ABOUT THIS TASK: Copy each line containing "info" from the listing below.

SUPPLIED RECORDS:
········

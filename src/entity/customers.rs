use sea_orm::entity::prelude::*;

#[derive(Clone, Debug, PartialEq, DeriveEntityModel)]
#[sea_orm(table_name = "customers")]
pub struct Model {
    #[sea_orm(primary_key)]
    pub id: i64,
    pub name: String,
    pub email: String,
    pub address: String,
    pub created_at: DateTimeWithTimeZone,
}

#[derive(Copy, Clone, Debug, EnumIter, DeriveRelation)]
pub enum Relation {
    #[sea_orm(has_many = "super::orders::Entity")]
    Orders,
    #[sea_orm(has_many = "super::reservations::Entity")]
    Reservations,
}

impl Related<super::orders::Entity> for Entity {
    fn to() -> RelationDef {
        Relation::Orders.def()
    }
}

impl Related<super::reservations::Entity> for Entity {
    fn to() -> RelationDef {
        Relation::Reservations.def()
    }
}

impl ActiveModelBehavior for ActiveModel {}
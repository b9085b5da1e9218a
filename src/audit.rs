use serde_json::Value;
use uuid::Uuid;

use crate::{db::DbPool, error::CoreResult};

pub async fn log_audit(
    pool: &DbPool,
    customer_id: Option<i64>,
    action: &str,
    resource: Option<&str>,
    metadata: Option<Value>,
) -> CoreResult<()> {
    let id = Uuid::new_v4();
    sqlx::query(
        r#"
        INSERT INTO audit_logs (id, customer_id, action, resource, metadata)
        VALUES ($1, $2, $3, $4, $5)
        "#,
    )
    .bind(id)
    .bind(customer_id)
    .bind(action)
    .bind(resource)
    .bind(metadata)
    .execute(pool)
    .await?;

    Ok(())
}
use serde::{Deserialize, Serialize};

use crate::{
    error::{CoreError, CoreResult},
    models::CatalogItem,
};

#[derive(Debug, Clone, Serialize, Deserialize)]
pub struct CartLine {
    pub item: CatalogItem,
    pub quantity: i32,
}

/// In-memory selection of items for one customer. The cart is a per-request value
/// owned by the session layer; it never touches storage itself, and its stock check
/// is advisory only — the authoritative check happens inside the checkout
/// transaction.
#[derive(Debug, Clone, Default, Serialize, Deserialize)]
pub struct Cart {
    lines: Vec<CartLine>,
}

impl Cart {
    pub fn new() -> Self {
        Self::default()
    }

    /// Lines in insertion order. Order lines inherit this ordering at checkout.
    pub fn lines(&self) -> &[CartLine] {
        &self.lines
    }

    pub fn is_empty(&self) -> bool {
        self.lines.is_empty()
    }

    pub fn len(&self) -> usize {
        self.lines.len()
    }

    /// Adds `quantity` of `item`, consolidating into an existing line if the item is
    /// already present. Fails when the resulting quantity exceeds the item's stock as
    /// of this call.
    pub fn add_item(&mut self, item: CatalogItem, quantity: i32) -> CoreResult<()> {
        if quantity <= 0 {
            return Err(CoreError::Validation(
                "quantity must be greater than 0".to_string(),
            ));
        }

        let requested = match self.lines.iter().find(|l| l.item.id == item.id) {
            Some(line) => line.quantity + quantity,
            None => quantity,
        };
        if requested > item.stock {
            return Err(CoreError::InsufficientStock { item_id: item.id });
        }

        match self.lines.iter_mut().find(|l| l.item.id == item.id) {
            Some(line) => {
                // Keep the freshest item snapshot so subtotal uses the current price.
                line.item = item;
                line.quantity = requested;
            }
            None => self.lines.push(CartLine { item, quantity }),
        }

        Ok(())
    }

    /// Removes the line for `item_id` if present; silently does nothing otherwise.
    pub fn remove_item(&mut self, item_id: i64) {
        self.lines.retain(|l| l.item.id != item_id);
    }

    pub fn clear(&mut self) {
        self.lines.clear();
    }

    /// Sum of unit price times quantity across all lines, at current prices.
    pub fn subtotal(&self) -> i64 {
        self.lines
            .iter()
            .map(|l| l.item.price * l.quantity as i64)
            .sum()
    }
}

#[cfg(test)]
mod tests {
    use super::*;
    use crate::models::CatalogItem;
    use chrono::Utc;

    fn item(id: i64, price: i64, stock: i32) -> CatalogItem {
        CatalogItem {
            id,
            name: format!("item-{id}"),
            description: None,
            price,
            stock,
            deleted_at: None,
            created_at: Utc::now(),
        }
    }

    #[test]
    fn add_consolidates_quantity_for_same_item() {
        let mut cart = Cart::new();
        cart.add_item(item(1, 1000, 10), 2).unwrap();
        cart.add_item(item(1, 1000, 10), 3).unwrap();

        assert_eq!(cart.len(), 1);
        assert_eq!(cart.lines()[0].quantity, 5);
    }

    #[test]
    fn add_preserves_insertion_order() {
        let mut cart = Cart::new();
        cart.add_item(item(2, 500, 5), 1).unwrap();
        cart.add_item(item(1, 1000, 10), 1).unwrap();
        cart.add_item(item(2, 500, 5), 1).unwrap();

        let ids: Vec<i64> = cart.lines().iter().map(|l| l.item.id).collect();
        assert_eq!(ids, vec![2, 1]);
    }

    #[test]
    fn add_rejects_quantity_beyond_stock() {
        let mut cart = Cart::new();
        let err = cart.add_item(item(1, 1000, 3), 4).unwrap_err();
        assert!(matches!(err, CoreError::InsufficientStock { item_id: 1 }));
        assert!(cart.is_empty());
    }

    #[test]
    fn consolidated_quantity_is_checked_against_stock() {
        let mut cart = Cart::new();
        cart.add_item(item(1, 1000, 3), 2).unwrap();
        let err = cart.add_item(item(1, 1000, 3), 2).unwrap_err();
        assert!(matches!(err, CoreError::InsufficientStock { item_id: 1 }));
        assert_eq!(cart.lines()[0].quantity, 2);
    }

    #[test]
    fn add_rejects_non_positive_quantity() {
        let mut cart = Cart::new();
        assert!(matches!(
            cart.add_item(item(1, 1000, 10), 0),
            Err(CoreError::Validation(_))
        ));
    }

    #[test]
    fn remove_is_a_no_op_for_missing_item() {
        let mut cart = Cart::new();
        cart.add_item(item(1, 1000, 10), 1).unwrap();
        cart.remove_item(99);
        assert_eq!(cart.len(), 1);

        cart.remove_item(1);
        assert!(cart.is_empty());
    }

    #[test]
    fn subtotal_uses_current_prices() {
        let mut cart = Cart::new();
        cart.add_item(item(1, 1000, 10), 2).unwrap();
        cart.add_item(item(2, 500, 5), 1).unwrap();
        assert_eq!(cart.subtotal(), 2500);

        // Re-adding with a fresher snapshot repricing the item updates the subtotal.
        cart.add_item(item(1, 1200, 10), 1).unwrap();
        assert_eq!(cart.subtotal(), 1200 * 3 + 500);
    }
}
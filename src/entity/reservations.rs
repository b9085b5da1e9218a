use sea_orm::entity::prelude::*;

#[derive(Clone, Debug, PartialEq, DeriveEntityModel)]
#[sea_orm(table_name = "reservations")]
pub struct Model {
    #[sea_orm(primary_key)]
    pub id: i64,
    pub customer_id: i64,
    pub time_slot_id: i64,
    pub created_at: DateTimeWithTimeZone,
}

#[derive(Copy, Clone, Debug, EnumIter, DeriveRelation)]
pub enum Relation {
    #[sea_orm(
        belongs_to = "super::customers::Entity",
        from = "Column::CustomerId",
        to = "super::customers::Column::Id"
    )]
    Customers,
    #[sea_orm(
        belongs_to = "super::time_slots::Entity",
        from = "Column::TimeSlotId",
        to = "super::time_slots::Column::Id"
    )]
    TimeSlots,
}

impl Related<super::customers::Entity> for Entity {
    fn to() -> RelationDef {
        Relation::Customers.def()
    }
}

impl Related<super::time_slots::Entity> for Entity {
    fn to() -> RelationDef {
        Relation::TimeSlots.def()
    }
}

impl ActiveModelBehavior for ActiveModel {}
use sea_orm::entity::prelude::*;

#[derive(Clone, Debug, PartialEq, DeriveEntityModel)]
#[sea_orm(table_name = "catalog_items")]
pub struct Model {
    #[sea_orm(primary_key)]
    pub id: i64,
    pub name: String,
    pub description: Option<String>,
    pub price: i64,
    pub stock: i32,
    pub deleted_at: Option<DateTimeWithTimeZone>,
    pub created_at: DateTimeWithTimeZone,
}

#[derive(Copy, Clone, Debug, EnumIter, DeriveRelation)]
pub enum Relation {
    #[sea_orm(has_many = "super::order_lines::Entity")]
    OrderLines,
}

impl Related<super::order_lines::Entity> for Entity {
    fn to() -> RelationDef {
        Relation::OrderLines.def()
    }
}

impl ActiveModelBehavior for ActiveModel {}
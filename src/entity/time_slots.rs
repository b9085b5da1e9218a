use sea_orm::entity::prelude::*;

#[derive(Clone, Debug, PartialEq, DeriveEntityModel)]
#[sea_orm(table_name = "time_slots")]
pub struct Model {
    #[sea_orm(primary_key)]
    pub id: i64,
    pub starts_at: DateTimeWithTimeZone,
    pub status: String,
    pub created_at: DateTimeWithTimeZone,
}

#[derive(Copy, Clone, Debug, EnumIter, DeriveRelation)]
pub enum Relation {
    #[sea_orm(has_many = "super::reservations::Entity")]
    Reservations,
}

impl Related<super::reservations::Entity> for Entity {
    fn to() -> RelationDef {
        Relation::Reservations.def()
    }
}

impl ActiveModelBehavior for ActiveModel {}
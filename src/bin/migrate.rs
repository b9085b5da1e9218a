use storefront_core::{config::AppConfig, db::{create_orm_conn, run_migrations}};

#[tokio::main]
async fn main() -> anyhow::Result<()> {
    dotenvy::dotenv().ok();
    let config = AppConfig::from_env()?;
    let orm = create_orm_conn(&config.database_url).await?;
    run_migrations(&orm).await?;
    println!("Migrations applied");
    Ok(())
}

········

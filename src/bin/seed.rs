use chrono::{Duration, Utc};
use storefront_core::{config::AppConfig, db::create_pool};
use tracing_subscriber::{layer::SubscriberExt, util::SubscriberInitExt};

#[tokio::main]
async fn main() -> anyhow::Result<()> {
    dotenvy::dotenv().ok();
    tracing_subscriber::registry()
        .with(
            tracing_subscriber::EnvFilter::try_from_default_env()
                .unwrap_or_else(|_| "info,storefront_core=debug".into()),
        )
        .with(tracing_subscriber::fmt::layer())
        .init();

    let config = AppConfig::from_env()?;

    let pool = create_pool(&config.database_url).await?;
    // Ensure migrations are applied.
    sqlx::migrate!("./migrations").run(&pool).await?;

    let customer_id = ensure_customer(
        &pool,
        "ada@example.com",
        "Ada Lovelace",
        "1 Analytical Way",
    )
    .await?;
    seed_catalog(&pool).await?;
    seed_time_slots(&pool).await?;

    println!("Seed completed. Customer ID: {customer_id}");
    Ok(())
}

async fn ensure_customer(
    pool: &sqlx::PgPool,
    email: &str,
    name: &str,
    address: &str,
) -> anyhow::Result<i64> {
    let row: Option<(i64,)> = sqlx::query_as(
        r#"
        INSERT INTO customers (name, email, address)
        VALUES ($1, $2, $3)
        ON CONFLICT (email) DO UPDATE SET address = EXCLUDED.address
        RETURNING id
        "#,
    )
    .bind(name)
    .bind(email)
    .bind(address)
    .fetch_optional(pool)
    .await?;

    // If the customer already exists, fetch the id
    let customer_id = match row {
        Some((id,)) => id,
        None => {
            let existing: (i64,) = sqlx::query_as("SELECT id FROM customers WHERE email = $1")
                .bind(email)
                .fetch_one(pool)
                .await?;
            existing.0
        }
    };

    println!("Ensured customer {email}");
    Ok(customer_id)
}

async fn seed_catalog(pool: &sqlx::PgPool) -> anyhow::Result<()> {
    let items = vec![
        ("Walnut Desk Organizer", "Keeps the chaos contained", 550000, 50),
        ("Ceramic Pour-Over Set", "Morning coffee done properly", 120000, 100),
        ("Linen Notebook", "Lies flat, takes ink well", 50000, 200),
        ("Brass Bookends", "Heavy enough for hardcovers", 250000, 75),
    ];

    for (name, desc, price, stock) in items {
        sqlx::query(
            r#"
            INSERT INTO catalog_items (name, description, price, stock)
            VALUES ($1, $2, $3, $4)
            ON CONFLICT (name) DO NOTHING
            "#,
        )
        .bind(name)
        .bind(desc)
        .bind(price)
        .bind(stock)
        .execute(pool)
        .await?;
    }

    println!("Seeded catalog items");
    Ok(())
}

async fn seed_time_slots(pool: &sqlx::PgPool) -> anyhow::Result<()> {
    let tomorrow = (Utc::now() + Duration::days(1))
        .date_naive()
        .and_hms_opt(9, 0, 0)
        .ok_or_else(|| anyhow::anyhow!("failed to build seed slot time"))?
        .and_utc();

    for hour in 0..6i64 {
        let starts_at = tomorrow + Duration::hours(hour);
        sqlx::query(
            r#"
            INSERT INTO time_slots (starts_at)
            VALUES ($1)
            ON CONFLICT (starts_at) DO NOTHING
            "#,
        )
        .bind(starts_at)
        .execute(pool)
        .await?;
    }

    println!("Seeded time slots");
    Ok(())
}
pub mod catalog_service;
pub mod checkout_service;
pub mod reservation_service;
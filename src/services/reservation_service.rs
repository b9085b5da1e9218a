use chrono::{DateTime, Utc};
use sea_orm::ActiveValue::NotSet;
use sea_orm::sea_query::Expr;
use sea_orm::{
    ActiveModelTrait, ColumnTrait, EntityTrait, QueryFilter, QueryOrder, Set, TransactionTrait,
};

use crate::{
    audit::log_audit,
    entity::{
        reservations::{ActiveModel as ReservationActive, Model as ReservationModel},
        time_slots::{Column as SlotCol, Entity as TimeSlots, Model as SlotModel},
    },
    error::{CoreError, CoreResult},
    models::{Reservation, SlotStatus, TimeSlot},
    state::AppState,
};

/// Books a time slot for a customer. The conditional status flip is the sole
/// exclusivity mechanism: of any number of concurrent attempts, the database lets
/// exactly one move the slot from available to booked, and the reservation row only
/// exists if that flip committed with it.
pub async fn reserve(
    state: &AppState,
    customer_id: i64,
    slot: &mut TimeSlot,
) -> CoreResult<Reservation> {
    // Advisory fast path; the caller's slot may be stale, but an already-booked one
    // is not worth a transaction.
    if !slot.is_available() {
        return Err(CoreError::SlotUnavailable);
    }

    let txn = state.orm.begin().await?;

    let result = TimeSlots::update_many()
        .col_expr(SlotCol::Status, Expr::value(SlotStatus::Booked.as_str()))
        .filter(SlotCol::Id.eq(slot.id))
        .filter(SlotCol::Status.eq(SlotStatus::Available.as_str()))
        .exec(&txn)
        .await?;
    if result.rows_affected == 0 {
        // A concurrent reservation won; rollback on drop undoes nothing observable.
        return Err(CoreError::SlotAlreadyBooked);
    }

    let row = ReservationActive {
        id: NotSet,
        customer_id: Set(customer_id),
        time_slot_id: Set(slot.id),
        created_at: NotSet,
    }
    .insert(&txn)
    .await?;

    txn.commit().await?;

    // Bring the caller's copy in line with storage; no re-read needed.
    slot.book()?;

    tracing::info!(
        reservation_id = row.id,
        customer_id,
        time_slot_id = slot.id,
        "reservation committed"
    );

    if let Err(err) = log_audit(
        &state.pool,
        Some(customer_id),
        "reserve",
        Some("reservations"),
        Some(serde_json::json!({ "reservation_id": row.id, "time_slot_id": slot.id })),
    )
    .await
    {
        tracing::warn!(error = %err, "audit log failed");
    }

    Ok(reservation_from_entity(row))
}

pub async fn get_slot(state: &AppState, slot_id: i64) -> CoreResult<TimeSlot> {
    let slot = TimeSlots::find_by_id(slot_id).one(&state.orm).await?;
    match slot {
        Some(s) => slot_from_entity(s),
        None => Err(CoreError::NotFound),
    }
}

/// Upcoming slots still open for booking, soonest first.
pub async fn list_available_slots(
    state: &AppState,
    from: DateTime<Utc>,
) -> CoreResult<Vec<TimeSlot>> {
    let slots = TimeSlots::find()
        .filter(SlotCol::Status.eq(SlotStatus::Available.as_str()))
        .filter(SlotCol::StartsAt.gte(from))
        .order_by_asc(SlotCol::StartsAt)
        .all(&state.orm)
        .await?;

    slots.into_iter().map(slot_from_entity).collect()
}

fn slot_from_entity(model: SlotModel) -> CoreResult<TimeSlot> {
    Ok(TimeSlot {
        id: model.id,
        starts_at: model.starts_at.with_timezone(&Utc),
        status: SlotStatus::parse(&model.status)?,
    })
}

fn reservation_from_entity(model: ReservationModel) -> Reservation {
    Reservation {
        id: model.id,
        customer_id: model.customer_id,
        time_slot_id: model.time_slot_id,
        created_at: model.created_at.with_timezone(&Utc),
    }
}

········

RESPONSE AREA:
                .unwrap_or_else(|_| "info,storefront_core=debug".into()),
    tracing::info!(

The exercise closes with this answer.